REQUIRED WORK » Give only the lines from the one containing "pub fn is_free(&self, k: usize, i: usize)" through the end of the material below, exactly as written.

RECORDS SHOWN »
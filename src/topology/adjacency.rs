//! Face-to-face adjacency of a tetrahedral group.
//!
//! For every face index `4 * k + i` the adjacency stores the index of the
//! opposite face in the neighbouring tetrahedron, or `None` when the face is
//! free (domain boundary or interface with another group).

use crate::mesh_error::ParMeshError;
use crate::topology::entity::{Tetra, face_index, split_face_index};
use hashbrown::HashMap;
use hashbrown::hash_map::Entry;

#[derive(Clone, Debug, Default, PartialEq, Eq)]
pub struct Adjacency {
    opposite: Vec<Option<usize>>,
}

impl Adjacency {
    /// Hash the faces of `tetras` and pair them up.
    ///
    /// `group` only labels errors. A face shared by more than two tetrahedra
    /// is a non-manifold configuration and is rejected.
    pub fn build(tetras: &[Tetra], group: usize) -> Result<Self, ParMeshError> {
        let mut opposite = vec![None; 4 * tetras.len()];
        let mut pending: HashMap<[usize; 3], usize> = HashMap::with_capacity(2 * tetras.len());
        for (k, t) in tetras.iter().enumerate() {
            for i in 0..4 {
                let idx = face_index(k, i);
                match pending.entry(t.face_key(i)) {
                    Entry::Vacant(slot) => {
                        slot.insert(idx);
                    }
                    Entry::Occupied(slot) => {
                        let other = *slot.get();
                        if opposite[other].is_some() {
                            return Err(ParMeshError::InvalidTetra {
                                group,
                                tetra: k,
                                reason: format!(
                                    "face {i} shared by more than two tetrahedra"
                                ),
                            });
                        }
                        opposite[other] = Some(idx);
                        opposite[idx] = Some(other);
                    }
                }
            }
        }
        Ok(Self { opposite })
    }

    pub fn n_faces(&self) -> usize {
        self.opposite.len()
    }

    /// Opposite `(tetra, face)` of face `i` of tetra `k`.
    #[inline]
    pub fn neighbor(&self, k: usize, i: usize) -> Option<(usize, usize)> {
        self.opposite[face_index(k, i)].map(split_face_index)
    }

    #[inline]
    pub fn is_free(&self, k: usize, i: usize) -> bool {
        self.opposite[face_index(k, i)].is_none()
    }

    /// All free faces as `(tetra, face)`, in face-index order.
    pub fn free_faces(&self) -> impl Iterator<Item = (usize, usize)> + '_ {
        self.opposite
            .iter()
            .enumerate()
            .filter(|(_, o)| o.is_none())
            .map(|(idx, _)| split_face_index(idx))
    }

    /// Tetra-to-tetra neighbour lists (the dual graph), used by partitioners.
    pub fn dual_graph(&self) -> Vec<Vec<usize>> {
        let n = self.opposite.len() / 4;
        (0..n)
            .map(|k| (0..4).filter_map(|i| self.neighbor(k, i).map(|(t, _)| t)).collect())
            .collect()
    }
}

ANSWER SECTION »
    pub fn is_free(&self, k: usize, i: usize) -> bool {
        self.opposite[face_index(k, i)].is_none()
    }

    /// All free faces as `(tetra, face)`, in face-index order.
    pub fn free_faces(&self) -> impl Iterator<Item = (usize, usize)> + '_ {
        self.opposite
            .iter()
            .enumerate()
            .filter(|(_, o)| o.is_none())
            .map(|(idx, _)| split_face_index(idx))
    }

    /// Tetra-to-tetra neighbour lists (the dual graph), used by partitioners.
    pub fn dual_graph(&self) -> Vec<Vec<usize>> {
        let n = self.opposite.len() / 4;
        (0..n)
            .map(|k| (0..4).filter_map(|i| self.neighbor(k, i).map(|(t, _)| t)).collect())
            .collect()
    }
}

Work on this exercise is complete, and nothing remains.